--- START ---

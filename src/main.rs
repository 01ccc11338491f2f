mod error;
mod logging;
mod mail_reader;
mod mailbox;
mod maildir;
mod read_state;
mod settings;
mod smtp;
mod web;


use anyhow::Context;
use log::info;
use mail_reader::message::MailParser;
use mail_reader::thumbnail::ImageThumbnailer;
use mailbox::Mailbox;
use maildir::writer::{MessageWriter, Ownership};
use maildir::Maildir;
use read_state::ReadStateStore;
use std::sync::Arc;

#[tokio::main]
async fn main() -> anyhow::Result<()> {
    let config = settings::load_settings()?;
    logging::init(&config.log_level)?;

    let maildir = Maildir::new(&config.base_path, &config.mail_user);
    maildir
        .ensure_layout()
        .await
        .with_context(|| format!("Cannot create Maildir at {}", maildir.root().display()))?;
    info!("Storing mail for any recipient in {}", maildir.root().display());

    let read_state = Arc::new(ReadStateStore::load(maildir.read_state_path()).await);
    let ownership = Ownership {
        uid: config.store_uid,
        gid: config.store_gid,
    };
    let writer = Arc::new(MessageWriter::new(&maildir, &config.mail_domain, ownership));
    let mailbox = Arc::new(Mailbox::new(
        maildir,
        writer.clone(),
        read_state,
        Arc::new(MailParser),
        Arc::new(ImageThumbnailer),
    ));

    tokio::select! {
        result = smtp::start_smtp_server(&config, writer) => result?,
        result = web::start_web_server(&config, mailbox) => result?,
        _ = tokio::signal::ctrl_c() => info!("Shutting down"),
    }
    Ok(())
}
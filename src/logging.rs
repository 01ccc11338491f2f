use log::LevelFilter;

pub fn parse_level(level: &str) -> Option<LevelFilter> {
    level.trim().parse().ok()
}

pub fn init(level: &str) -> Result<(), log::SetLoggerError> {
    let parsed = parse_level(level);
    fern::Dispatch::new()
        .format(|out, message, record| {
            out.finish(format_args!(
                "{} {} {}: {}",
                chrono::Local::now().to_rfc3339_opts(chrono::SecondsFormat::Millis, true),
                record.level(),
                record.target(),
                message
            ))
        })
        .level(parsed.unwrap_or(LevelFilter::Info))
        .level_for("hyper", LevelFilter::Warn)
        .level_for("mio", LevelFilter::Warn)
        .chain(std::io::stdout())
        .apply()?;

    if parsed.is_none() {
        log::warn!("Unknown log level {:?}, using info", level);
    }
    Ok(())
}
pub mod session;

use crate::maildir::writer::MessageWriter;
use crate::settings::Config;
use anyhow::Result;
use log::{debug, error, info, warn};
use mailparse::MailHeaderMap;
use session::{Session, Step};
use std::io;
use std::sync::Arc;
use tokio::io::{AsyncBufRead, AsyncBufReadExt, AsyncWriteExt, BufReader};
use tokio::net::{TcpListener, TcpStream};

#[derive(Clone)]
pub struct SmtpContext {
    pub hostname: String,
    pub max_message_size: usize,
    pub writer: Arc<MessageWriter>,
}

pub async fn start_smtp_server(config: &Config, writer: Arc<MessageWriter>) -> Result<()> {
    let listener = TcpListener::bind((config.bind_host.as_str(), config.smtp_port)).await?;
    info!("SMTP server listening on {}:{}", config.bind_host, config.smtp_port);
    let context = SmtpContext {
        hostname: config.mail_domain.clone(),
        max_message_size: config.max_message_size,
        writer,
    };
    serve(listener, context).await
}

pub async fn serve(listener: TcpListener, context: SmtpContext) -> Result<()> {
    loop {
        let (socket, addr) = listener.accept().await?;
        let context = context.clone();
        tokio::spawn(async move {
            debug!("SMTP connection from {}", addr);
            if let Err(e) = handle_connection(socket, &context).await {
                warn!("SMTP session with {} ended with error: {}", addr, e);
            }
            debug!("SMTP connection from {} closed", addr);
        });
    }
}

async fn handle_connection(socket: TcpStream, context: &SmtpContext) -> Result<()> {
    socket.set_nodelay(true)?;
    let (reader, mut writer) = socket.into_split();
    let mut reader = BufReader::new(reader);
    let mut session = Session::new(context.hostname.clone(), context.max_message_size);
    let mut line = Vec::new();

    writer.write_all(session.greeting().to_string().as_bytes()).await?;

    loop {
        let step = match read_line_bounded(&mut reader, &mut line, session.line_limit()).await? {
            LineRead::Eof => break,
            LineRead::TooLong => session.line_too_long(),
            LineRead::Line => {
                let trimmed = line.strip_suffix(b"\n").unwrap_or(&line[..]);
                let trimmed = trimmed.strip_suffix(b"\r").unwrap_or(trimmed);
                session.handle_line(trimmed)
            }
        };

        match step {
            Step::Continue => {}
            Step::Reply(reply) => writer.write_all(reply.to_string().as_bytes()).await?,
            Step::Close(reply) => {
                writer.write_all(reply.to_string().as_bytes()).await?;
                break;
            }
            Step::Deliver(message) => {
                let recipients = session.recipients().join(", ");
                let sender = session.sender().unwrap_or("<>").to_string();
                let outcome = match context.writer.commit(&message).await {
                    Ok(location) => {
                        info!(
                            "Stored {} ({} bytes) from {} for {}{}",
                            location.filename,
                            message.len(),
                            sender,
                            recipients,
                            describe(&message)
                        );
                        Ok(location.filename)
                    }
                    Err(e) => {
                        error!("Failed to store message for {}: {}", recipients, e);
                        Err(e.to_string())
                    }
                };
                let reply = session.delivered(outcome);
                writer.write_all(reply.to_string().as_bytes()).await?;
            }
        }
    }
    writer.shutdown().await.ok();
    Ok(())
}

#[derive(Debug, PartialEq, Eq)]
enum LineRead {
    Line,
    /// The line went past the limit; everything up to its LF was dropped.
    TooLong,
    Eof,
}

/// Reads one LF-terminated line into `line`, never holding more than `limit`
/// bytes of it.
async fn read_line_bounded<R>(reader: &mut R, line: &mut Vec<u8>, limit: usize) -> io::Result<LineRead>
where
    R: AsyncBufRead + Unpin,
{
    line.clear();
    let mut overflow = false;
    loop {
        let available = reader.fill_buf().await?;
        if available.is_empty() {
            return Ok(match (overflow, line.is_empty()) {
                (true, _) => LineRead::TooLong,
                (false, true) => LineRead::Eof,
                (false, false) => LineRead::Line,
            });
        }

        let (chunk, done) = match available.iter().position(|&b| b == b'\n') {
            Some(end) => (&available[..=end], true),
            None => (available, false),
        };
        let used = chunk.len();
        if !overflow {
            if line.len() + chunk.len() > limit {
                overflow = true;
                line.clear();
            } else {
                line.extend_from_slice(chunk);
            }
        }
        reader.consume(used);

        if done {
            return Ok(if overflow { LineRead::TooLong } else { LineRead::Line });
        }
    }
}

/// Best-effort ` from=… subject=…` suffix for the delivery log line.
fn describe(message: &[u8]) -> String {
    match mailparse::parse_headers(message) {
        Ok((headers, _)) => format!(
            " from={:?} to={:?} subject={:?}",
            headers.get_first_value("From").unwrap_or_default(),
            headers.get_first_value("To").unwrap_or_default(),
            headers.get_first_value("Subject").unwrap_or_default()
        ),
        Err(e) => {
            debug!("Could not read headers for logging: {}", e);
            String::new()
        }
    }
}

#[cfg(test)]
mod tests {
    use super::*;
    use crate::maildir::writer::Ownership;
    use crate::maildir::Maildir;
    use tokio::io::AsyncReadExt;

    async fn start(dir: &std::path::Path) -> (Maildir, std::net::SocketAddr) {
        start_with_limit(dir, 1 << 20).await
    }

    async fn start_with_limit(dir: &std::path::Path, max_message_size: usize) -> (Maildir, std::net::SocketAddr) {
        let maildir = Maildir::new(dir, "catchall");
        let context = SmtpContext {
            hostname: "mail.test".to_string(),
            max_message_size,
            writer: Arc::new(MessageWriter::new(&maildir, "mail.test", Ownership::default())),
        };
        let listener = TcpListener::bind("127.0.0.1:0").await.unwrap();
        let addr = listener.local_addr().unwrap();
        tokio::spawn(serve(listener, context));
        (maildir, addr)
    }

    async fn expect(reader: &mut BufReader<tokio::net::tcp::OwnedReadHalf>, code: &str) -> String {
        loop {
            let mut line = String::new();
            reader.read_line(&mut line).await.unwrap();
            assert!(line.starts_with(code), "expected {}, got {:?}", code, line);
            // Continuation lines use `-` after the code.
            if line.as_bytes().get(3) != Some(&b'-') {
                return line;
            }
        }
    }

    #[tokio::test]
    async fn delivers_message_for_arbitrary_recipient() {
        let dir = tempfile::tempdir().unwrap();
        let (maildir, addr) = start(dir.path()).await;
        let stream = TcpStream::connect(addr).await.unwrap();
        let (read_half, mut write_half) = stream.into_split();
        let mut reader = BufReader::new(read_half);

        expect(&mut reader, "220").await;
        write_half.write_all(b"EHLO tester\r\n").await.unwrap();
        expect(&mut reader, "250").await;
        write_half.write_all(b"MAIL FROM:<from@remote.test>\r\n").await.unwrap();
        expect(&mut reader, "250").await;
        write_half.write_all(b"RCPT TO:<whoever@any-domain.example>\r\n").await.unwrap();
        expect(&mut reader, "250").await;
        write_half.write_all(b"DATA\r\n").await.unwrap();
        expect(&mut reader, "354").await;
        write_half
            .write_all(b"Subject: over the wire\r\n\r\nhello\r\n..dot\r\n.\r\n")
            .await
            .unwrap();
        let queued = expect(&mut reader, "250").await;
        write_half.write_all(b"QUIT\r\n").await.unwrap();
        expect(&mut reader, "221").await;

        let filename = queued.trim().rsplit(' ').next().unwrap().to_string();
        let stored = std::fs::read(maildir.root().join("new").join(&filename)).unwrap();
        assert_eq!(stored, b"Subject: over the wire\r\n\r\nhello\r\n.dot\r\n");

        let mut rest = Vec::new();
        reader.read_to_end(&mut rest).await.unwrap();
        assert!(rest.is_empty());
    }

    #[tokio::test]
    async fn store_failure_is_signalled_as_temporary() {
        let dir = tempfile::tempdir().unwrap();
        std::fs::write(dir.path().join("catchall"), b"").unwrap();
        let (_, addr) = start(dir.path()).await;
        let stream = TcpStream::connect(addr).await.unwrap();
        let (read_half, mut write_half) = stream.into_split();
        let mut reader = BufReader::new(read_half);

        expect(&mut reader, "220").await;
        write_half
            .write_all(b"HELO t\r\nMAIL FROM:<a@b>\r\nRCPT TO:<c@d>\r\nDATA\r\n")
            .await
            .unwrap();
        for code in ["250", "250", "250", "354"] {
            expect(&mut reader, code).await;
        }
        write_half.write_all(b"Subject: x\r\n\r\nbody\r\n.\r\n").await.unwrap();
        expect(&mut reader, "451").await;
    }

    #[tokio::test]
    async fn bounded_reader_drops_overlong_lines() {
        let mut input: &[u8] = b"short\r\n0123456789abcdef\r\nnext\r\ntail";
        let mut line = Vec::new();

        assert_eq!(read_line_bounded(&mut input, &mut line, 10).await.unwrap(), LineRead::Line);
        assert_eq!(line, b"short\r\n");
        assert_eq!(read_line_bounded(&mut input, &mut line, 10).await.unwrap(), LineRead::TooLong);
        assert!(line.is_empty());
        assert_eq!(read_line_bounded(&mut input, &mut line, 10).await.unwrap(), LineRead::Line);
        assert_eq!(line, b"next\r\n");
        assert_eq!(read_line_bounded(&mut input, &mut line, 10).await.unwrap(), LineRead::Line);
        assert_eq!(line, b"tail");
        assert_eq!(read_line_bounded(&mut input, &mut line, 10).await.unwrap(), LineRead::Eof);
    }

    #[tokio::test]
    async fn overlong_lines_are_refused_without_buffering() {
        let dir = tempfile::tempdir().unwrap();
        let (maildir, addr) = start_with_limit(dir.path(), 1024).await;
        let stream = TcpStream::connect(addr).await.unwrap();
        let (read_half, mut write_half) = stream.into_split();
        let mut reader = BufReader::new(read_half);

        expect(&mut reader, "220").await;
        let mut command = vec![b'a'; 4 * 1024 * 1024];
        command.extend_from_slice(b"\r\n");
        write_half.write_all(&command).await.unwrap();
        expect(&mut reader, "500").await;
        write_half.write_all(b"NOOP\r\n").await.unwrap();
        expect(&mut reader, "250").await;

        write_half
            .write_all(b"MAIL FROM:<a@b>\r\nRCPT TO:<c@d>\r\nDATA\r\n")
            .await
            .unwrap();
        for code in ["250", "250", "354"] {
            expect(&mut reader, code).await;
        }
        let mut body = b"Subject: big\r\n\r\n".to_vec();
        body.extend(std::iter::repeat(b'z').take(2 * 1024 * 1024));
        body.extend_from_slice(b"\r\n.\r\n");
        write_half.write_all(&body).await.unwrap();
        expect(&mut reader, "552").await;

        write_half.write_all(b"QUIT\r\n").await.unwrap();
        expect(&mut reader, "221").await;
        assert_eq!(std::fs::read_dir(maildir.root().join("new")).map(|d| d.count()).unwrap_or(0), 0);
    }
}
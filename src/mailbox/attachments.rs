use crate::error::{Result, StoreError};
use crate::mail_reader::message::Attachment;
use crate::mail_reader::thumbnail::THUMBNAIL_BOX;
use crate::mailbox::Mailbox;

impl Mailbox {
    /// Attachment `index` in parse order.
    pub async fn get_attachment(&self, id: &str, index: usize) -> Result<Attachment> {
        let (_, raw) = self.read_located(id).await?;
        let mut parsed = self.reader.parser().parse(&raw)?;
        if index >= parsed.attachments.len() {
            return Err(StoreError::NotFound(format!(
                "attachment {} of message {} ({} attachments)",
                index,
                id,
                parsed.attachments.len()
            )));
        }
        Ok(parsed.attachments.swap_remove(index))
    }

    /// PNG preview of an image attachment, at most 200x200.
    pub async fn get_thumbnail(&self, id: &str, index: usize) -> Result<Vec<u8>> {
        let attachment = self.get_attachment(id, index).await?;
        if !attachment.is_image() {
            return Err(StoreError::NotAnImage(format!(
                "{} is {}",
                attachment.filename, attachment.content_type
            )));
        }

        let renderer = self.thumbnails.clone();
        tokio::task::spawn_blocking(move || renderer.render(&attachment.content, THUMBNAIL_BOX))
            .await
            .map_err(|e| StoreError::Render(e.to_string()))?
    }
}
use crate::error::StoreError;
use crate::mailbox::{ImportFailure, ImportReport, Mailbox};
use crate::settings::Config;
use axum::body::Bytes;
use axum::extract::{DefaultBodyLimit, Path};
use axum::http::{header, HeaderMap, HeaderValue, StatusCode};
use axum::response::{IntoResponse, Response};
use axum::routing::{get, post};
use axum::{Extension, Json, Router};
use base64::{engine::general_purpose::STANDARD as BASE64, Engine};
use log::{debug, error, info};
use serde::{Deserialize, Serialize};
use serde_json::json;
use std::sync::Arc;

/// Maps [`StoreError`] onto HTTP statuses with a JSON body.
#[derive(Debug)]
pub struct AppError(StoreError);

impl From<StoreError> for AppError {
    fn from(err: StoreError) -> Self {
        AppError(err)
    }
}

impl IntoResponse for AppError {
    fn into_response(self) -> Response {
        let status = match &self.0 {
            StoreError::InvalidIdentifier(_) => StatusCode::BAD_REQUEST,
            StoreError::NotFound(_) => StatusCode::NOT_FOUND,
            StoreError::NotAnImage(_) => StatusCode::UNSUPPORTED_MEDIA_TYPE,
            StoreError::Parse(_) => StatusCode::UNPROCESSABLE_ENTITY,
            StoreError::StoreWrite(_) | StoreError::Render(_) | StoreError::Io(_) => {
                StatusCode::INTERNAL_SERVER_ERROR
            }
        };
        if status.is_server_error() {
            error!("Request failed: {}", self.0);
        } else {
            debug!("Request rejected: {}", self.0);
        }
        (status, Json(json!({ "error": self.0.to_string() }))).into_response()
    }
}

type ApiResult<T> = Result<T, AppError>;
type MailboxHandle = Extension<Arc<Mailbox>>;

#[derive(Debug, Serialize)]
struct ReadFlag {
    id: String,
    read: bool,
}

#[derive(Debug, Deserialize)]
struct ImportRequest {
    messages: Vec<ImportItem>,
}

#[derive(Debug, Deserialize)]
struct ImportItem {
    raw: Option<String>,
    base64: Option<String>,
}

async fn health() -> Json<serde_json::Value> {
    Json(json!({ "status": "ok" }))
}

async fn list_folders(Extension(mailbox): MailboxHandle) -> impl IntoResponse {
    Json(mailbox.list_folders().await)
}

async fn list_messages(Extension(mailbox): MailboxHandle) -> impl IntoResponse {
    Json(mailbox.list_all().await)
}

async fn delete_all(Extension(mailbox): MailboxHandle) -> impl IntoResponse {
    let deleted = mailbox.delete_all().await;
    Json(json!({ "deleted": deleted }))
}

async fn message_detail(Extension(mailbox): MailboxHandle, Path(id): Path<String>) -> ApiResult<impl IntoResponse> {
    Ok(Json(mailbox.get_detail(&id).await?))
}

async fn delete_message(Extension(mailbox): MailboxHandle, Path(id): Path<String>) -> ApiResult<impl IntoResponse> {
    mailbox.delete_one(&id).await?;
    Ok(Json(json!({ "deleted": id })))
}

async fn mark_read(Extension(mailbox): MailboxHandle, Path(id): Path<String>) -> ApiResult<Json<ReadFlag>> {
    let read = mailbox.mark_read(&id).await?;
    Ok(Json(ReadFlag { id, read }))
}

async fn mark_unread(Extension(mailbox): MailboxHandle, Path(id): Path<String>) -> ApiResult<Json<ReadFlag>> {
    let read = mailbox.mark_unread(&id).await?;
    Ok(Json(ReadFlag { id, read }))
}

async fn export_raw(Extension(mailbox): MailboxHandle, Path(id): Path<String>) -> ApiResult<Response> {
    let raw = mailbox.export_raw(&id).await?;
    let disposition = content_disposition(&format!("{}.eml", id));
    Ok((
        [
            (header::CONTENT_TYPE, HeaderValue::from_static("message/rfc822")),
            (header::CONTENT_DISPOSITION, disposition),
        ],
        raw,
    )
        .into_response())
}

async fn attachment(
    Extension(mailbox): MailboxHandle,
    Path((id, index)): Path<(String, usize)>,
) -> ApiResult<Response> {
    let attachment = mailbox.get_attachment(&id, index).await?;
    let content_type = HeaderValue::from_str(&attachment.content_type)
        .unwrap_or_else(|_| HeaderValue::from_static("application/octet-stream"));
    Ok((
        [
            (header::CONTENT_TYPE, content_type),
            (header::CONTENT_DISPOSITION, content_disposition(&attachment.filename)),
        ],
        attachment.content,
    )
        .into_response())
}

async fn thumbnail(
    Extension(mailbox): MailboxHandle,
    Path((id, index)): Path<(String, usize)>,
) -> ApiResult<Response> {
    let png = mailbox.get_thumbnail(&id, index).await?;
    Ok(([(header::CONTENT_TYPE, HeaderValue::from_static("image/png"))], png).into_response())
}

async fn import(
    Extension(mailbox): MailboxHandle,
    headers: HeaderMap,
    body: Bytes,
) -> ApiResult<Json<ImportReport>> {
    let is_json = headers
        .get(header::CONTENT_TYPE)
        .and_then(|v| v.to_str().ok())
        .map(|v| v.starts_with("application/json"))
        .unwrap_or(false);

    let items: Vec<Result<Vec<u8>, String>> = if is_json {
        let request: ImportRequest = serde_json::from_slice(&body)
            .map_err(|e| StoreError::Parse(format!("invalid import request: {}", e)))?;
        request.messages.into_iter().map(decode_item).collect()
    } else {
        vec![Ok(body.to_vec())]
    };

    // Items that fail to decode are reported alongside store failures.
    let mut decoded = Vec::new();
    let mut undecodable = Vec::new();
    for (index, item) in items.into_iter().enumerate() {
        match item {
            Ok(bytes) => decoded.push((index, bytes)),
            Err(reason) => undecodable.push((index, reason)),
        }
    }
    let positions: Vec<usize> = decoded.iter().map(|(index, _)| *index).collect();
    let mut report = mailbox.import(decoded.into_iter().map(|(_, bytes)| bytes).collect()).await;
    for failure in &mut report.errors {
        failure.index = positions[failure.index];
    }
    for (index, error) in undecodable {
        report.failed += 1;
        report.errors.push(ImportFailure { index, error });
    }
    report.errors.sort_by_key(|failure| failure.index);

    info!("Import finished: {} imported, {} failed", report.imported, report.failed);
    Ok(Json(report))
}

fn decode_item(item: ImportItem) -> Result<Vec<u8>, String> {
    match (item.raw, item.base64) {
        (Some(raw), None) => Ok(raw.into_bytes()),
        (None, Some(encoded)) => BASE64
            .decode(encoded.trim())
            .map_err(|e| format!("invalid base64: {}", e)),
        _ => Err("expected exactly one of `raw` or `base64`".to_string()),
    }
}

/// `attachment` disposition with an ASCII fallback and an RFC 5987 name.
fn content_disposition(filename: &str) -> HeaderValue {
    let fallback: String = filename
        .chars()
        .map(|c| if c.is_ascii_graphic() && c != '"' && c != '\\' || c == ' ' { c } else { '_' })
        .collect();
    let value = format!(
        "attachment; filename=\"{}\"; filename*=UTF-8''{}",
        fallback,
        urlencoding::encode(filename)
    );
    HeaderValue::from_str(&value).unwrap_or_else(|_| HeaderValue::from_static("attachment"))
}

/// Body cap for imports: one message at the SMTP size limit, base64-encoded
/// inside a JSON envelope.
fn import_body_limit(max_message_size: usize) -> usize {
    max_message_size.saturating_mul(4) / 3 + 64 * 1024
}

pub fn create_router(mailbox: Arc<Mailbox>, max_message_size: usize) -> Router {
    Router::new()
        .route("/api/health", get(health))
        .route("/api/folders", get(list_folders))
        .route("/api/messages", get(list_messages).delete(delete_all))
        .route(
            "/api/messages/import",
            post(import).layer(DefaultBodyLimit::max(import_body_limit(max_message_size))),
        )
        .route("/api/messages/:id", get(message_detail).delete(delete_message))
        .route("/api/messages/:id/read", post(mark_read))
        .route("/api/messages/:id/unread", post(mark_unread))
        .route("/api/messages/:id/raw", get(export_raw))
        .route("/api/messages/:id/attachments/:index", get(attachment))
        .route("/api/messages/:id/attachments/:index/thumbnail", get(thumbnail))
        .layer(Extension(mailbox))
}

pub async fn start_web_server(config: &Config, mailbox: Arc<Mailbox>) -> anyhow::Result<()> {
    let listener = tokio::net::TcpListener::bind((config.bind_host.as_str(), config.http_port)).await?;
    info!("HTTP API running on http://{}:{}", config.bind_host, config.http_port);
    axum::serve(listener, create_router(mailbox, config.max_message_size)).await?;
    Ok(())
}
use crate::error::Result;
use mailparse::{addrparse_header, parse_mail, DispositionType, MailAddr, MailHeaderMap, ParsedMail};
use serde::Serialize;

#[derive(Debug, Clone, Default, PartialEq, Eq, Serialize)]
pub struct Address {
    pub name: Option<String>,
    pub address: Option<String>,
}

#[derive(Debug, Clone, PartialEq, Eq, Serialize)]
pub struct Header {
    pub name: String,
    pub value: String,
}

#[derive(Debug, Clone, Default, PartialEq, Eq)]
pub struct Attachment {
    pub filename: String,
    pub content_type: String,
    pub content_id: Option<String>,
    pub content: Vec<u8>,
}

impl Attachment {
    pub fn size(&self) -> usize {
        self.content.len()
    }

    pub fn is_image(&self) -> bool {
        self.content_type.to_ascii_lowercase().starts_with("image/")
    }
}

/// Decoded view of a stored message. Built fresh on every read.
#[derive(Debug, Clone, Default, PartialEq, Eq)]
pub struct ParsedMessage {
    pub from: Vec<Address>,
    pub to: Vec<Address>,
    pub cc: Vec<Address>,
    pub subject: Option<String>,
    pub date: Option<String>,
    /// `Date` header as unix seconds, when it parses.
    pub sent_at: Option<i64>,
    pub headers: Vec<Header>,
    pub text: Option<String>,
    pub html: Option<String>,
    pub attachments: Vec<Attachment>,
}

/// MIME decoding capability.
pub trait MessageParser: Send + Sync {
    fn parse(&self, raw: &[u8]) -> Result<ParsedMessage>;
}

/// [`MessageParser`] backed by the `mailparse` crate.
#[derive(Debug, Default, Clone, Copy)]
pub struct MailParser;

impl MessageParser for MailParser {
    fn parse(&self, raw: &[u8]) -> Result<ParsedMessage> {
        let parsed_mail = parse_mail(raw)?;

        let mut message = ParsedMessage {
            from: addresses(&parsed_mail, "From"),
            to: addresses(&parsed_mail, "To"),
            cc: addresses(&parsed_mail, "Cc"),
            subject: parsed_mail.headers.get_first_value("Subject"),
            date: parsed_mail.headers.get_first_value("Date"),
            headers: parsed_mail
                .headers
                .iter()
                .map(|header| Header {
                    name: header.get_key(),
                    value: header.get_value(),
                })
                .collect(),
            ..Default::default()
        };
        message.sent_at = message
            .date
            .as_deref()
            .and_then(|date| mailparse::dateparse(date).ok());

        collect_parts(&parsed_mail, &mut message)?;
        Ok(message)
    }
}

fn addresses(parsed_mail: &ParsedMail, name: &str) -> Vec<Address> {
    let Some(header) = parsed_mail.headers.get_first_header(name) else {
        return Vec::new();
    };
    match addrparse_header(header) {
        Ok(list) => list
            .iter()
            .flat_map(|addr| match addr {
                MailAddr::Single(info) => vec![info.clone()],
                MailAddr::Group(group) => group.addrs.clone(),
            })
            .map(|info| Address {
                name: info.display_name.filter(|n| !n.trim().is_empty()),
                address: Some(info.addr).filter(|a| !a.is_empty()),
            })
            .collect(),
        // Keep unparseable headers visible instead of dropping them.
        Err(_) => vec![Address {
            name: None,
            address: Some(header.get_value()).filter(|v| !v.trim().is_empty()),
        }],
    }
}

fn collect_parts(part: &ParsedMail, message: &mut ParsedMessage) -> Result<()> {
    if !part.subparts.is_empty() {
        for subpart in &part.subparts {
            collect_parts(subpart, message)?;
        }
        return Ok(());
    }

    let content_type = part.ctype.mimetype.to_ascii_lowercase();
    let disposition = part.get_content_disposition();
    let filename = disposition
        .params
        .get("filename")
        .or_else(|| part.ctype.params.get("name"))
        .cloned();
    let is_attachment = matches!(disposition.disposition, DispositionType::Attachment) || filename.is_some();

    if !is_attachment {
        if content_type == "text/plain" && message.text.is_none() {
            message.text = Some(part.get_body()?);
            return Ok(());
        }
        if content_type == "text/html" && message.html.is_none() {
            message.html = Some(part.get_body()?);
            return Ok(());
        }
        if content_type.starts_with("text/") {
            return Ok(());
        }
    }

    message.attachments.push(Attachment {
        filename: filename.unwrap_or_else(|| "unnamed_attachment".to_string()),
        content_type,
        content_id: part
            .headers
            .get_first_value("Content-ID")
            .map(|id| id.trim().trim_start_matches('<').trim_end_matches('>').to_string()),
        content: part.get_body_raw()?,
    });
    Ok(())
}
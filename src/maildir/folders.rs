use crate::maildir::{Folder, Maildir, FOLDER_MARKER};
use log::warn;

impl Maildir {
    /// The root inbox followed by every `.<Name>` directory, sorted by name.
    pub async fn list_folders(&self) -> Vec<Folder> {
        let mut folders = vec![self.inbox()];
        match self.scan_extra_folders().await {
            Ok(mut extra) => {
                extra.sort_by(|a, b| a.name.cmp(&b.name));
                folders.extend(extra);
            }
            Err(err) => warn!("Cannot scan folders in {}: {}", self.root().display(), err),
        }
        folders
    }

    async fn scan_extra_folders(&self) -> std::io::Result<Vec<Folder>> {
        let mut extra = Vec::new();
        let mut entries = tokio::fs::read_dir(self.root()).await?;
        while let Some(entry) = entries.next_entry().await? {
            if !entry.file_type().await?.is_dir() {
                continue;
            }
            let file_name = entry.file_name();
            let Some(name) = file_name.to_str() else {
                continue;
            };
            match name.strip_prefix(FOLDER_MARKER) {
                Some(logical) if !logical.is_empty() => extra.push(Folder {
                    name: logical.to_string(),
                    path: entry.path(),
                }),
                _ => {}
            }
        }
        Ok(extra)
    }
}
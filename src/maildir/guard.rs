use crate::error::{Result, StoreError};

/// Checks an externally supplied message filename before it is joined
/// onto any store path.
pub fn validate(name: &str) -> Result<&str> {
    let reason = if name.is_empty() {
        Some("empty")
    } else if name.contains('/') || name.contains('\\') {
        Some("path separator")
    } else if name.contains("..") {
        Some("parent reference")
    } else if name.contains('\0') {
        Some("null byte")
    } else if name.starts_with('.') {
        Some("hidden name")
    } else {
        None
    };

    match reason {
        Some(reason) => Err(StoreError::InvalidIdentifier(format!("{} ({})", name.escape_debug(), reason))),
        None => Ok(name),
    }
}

--- END ---

-- The problem --
What lines in the listing above hold the string "return"? List them.

-- Completed exercise --
            return Ok(match (overflow, line.is_empty()) {
            return Ok(if overflow { LineRead::TooLong } else { LineRead::Line });
                return line;
            return Err(StoreError::NotFound(format!(
            return Err(StoreError::NotAnImage(format!(
        return Vec::new();
        return Ok(());
            return Ok(());
            return Ok(());
            return Ok(());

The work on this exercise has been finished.